If you’ve ever reveled in the incredibly creative nature of your dreams—the bizarre images, the chaotic situations and the way your heart sometimes pounds when you wake up, this book is for you.

Butler tells the reader how to achieve an emotional connection when writing about purely made-up events, including a guided meditation to go to the place where dreams come from, while remaining conscious enough to take notes. If the writer connects emotionally when writing, Butler contends, there's a better chance the reader will when reading.

In fact, he says, “The crucial awareness you must keep is this: do not will the work. Do not write until it’s coming from your unconscious. If you have the itch to write before inspiration has visited you, spend that time meditating in your unconscious.” I’ve tested his methods, and they work!

The book is written a bit like an afterthought: transcribed wholly from a popular seminar the author gives. But I recommend it anyway because it gives writers, particularly someone experiencing a block, one more pathway into the cornucopia of creativity locked inside.

Writing FOR Your Life

by Deena Metzger
If you have only money and shelf space for one writing book, make it this one.

The subtitle on my edition is "A Guide and Companion to the Inner Worlds," and who better as a guide than Metzger, the long-time teacher, healer, free speech advocate, and writer of fiction, nonfiction and poetry?

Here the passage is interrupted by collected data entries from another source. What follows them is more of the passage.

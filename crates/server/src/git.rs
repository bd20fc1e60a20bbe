use crate::auth::verify_password;
use crate::models::User;
use anyhow::{bail, Context};
use axum::{
    body::Body,
    extract::{Path as UrlPath, Query, State},
    http::{header, HeaderMap, StatusCode},
    response::{IntoResponse, Response},
    routing::{get, post},
    Router,
};
use base64::Engine as _;
use flate2::read::GzDecoder;
use serde::Deserialize;
use sqlx::{Pool, Postgres};
use std::io::Read;
use std::path::{Path, PathBuf};
use std::process::Stdio;
use std::sync::Arc;
use tokio::io::AsyncWriteExt;
use tokio::process::Command;
use tracing::{info, warn};

const UPLOAD_PACK: &str = "git-upload-pack";
const RECEIVE_PACK: &str = "git-receive-pack";
const HOOK_AGENT_NAME: &str = "hook-agent";
/// Upper bound on a single pushed pack.
const MAX_PACK_BYTES: usize = 1024 * 1024 * 1024;

/// Hosts authenticated Git smart-HTTP and owns the bare repositories on
/// disk, including the post-receive hook installed into each of them.
pub struct GitService {
    storage: PathBuf,
    admin_key: String,
    hook_bin: PathBuf,
    db: Option<Pool<Postgres>>,
}

impl GitService {
    pub fn new(
        storage: PathBuf,
        admin_key: String,
        hook_bin: PathBuf,
        db: Option<Pool<Postgres>>,
    ) -> anyhow::Result<Self> {
        std::fs::create_dir_all(&storage)
            .with_context(|| format!("failed to create git storage at {}", storage.display()))?;
        Ok(Self { storage, admin_key, hook_bin, db })
    }

    /// Default location of the hook agent binary: `APPEAR_HOOK_BIN`, or
    /// `appear-hook` next to the server executable.
    pub fn default_hook_bin() -> PathBuf {
        if let Ok(path) = std::env::var("APPEAR_HOOK_BIN") {
            return PathBuf::from(path);
        }
        std::env::current_exe()
            .ok()
            .and_then(|p| p.parent().map(|d| d.join("appear-hook")))
            .unwrap_or_else(|| PathBuf::from("appear-hook"))
    }

    pub fn repo_dir(&self, owner: &str, repo: &str) -> PathBuf {
        self.storage.join(owner).join(repo)
    }

    /// Create `<storage>/<owner>/<app>.git`, run `git init --bare` and
    /// install the post-receive hook. The repository is not usable (and this
    /// call fails) unless the hook is in place.
    pub async fn create_repository(&self, owner: &str, app_name: &str) -> anyhow::Result<()> {
        let full = self.repo_dir(owner, &format!("{app_name}.git"));
        std::fs::create_dir_all(&full)
            .with_context(|| format!("failed to create {}", full.display()))?;
        let status = Command::new("git")
            .arg("init")
            .arg("--bare")
            .current_dir(&full)
            .status()
            .await
            .context("failed to run git init")?;
        if !status.success() {
            bail!("git init --bare failed for {}", full.display());
        }
        self.install_hooks(&full)?;
        info!(repo = %full.display(), "created bare repository");
        Ok(())
    }

    /// Purge `hooks/`, write the post-receive stub and copy the hook agent
    /// binary next to it so the stub can exec it by absolute path.
    fn install_hooks(&self, repo: &Path) -> anyhow::Result<()> {
        let hooks = repo.join("hooks");
        if let Ok(entries) = std::fs::read_dir(&hooks) {
            for entry in entries.flatten() {
                std::fs::remove_dir_all(entry.path())
                    .or_else(|_| std::fs::remove_file(entry.path()))
                    .with_context(|| format!("failed to purge {}", entry.path().display()))?;
            }
        }
        std::fs::create_dir_all(&hooks)?;
        let agent = hooks.join(HOOK_AGENT_NAME);
        std::fs::copy(&self.hook_bin, &agent).with_context(|| {
            format!("hook agent binary not found at {}", self.hook_bin.display())
        })?;
        let stub = format!("#!/bin/sh\nexec \"{}\"\n", agent.display());
        let stub_path = hooks.join("post-receive");
        std::fs::write(&stub_path, stub)?;
        #[cfg(unix)]
        {
            use std::os::unix::fs::PermissionsExt;
            std::fs::set_permissions(&stub_path, std::fs::Permissions::from_mode(0o755))?;
            std::fs::set_permissions(&agent, std::fs::Permissions::from_mode(0o755))?;
        }
        Ok(())
    }

    /// Best-effort removal of an app's bare repository, used to undo a
    /// partially completed app creation.
    pub fn remove_repository(&self, owner: &str, app_name: &str) {
        let full = self.repo_dir(owner, &format!("{app_name}.git"));
        if let Err(e) = std::fs::remove_dir_all(&full) {
            warn!(error = %e, repo = %full.display(), "failed to remove repository");
        }
    }

    /// Clone the repository at HEAD into `clone_path` using the admin repo
    /// key as basic auth. The previous checkout is discarded first so every
    /// push builds the just-pushed revision; a directory that already holds a
    /// repository is opened in place only when the fresh clone fails.
    /// Returns the HEAD commit author email.
    pub async fn clone_at_head(&self, clone_path: &Path, repo_url: &str) -> anyhow::Result<String> {
        let mut url = url::Url::parse(repo_url).context("invalid repository url")?;
        url.set_username(&self.admin_key)
            .ok()
            .context("cannot set credentials on repository url")?;
        let _ = url.set_password(Some(&self.admin_key));

        let _ = std::fs::remove_dir_all(clone_path);
        let status = Command::new("git")
            .arg("clone")
            .arg(url.as_str())
            .arg(clone_path)
            .env("GIT_TERMINAL_PROMPT", "0")
            .status()
            .await
            .context("failed to run git clone")?;
        if !status.success() {
            let has_repo = clone_path.join("HEAD").exists() || clone_path.join(".git").exists();
            if !has_repo {
                bail!("git clone failed for {repo_url}");
            }
        }
        let out = Command::new("git")
            .arg("-C")
            .arg(clone_path)
            .args(["log", "-1", "--format=%ae"])
            .output()
            .await
            .context("failed to read HEAD commit")?;
        if !out.status.success() {
            bail!("git log failed in {}", clone_path.display());
        }
        Ok(String::from_utf8_lossy(&out.stdout).trim().to_string())
    }

    /// Basic-auth check: the admin repo key passes outright; anything else is
    /// matched against a user's email and bcrypt password hash.
    pub async fn verify_repository_user(&self, username: &str, password: &str) -> bool {
        if !self.admin_key.is_empty() && username == self.admin_key {
            return true;
        }
        let Some(pool) = self.db.as_ref() else { return false };
        let user = sqlx::query_as::<_, User>(
            "SELECT id, email, name, password_hash, created_at FROM users WHERE email = $1",
        )
        .bind(username)
        .fetch_optional(pool)
        .await;
        match user {
            Ok(Some(user)) => verify_password(password, &user.password_hash),
            _ => false,
        }
    }

    pub fn router(self: &Arc<Self>) -> Router {
        Router::new()
            .route("/:owner/:repo/info/refs", get(info_refs))
            .route("/:owner/:repo/git-upload-pack", post(upload_pack))
            .route("/:owner/:repo/git-receive-pack", post(receive_pack))
            .with_state(Arc::clone(self))
    }
}

#[derive(Deserialize)]
struct InfoRefsQuery {
    #[serde(default)]
    service: String,
}

fn unauthorized() -> Response {
    (
        StatusCode::UNAUTHORIZED,
        [(header::WWW_AUTHENTICATE, "Basic realm=\"appear\"")],
        "auth required",
    )
        .into_response()
}

async fn authorize(git: &GitService, headers: &HeaderMap) -> Result<(), Response> {
    let creds = headers
        .get(header::AUTHORIZATION)
        .and_then(|v| v.to_str().ok())
        .and_then(|v| v.strip_prefix("Basic "))
        .and_then(|v| base64::engine::general_purpose::STANDARD.decode(v.trim()).ok())
        .and_then(|raw| String::from_utf8(raw).ok());
    let Some(creds) = creds else { return Err(unauthorized()) };
    let (username, password) = creds.split_once(':').unwrap_or((creds.as_str(), ""));
    if git.verify_repository_user(username, password).await {
        Ok(())
    } else {
        Err(unauthorized())
    }
}

fn rpc_command(service: &str) -> Option<&'static str> {
    match service {
        UPLOAD_PACK => Some("upload-pack"),
        RECEIVE_PACK => Some("receive-pack"),
        _ => None,
    }
}

fn resolve_repo(git: &GitService, owner: &str, repo: &str) -> Result<PathBuf, Response> {
    if owner.contains("..") || repo.contains("..") || !repo.ends_with(".git") {
        return Err(StatusCode::NOT_FOUND.into_response());
    }
    let dir = git.repo_dir(owner, repo);
    if !dir.join("HEAD").exists() {
        return Err(StatusCode::NOT_FOUND.into_response());
    }
    Ok(dir)
}

/// Length-prefixed pkt-line frame.
fn pkt_line(data: &str) -> String {
    format!("{:04x}{data}", data.len() + 4)
}

async fn info_refs(
    State(git): State<Arc<GitService>>,
    UrlPath((owner, repo)): UrlPath<(String, String)>,
    Query(query): Query<InfoRefsQuery>,
    headers: HeaderMap,
) -> Response {
    if let Err(resp) = authorize(&git, &headers).await {
        return resp;
    }
    let Some(rpc) = rpc_command(&query.service) else {
        return (StatusCode::FORBIDDEN, "smart http is required").into_response();
    };
    let dir = match resolve_repo(&git, &owner, &repo) {
        Ok(dir) => dir,
        Err(resp) => return resp,
    };
    let out = Command::new("git")
        .arg(rpc)
        .arg("--stateless-rpc")
        .arg("--advertise-refs")
        .arg(&dir)
        .output()
        .await;
    let out = match out {
        Ok(out) if out.status.success() => out,
        other => {
            warn!(?other, "ref advertisement failed");
            return StatusCode::INTERNAL_SERVER_ERROR.into_response();
        }
    };
    let mut body = pkt_line(&format!("# service={}\n", query.service)).into_bytes();
    body.extend_from_slice(b"0000");
    body.extend_from_slice(&out.stdout);
    (
        [
            (
                header::CONTENT_TYPE,
                format!("application/x-{}-advertisement", query.service),
            ),
            (header::CACHE_CONTROL, "no-cache".to_string()),
        ],
        body,
    )
        .into_response()
}

async fn upload_pack(
    state: State<Arc<GitService>>,
    path: UrlPath<(String, String)>,
    headers: HeaderMap,
    body: Body,
) -> Response {
    service_rpc(state, path, headers, body, UPLOAD_PACK).await
}

async fn receive_pack(
    state: State<Arc<GitService>>,
    path: UrlPath<(String, String)>,
    headers: HeaderMap,
    body: Body,
) -> Response {
    service_rpc(state, path, headers, body, RECEIVE_PACK).await
}

/// Pipe the request body into `git <service> --stateless-rpc <dir>` and
/// stream its stdout back. The post-receive hook runs as a child of
/// receive-pack, so its output reaches the pushing client over sideband.
async fn service_rpc(
    State(git): State<Arc<GitService>>,
    UrlPath((owner, repo)): UrlPath<(String, String)>,
    headers: HeaderMap,
    body: Body,
    service: &str,
) -> Response {
    if let Err(resp) = authorize(&git, &headers).await {
        return resp;
    }
    let rpc = match rpc_command(service) {
        Some(rpc) => rpc,
        None => return StatusCode::FORBIDDEN.into_response(),
    };
    let dir = match resolve_repo(&git, &owner, &repo) {
        Ok(dir) => dir,
        Err(resp) => return resp,
    };
    let bytes = match axum::body::to_bytes(body, MAX_PACK_BYTES).await {
        Ok(bytes) => bytes,
        Err(e) => {
            warn!(error = %e, "failed to read rpc body");
            return StatusCode::BAD_REQUEST.into_response();
        }
    };
    let gzipped = headers
        .get(header::CONTENT_ENCODING)
        .and_then(|v| v.to_str().ok())
        .is_some_and(|v| v.contains("gzip"));
    let payload = if gzipped {
        let mut decoded = Vec::new();
        if GzDecoder::new(&bytes[..]).read_to_end(&mut decoded).is_err() {
            return StatusCode::BAD_REQUEST.into_response();
        }
        decoded
    } else {
        bytes.to_vec()
    };

    let child = Command::new("git")
        .arg(rpc)
        .arg("--stateless-rpc")
        .arg(&dir)
        .stdin(Stdio::piped())
        .stdout(Stdio::piped())
        .stderr(Stdio::inherit())
        .spawn();
    let mut child = match child {
        Ok(child) => child,
        Err(e) => {
            warn!(error = %e, "failed to spawn git");
            return StatusCode::INTERNAL_SERVER_ERROR.into_response();
        }
    };
    if let Some(mut stdin) = child.stdin.take() {
        tokio::spawn(async move {
            let _ = stdin.write_all(&payload).await;
            let _ = stdin.shutdown().await;
        });
    }
    let out = match child.wait_with_output().await {
        Ok(out) => out,
        Err(e) => {
            warn!(error = %e, "git rpc failed");
            return StatusCode::INTERNAL_SERVER_ERROR.into_response();
        }
    };
    (
        [
            (header::CONTENT_TYPE, format!("application/x-{service}-result")),
            (header::CACHE_CONTROL, "no-cache".to_string()),
        ],
        out.stdout,
    )
        .into_response()
}

#[cfg(test)]
mod tests {
    use super::*;

    #[test]
    fn pkt_line_length_prefix() {
        assert_eq!(pkt_line("# service=git-upload-pack\n"), "001e# service=git-upload-pack\n");
        assert_eq!(pkt_line(""), "0004");
    }

    #[test]
    fn rpc_command_rejects_unknown_services() {
        assert_eq!(rpc_command("git-upload-pack"), Some("upload-pack"));
        assert_eq!(rpc_command("git-receive-pack"), Some("receive-pack"));
        assert_eq!(rpc_command("git-upload-archive"), None);
        assert_eq!(rpc_command(""), None);
    }
}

If you recall a poster from the 1970s of a bare-breasted 40ish woman leaping for joy, an elaborate tattoo wending its way around a mastectomy scar, you have met Metzger. That image has appeared on some versions of her cancer journal, Tree (when the censors allowed it!). At one time it was even sold separately as "The Warrior Poster."

Well, the warrior is in her 70s now, and I had the great fortune to attend a seminar she taught a few years back. She began it by asking each of us to tell the one story only we could tell. Her book expands that same idea. She helps readers develop their specific stories by discussing creativity and personal story as having origins in the larger stories of archetype, fairy tale and myth.

Metzger describes writing in words that resonate with me: as a spiritual practice--the writer's personal church, as the case may be--and wraps up with some ideas on living one's personal stories to their fullest. In fact, she signed my copy of this book "To Susan, For your stories--ALL of them!"

The writing exercises will keep you busy for an incarnation or two, and the guided meditations will transport you to new realms, particularly the one where you ask the unconscious to provide a spiritual guide for your writing. The results Metzger herself and her students achieved were extremely interesting, and the process proved very powerful for me, testing it out for myself. Who will show up to help you?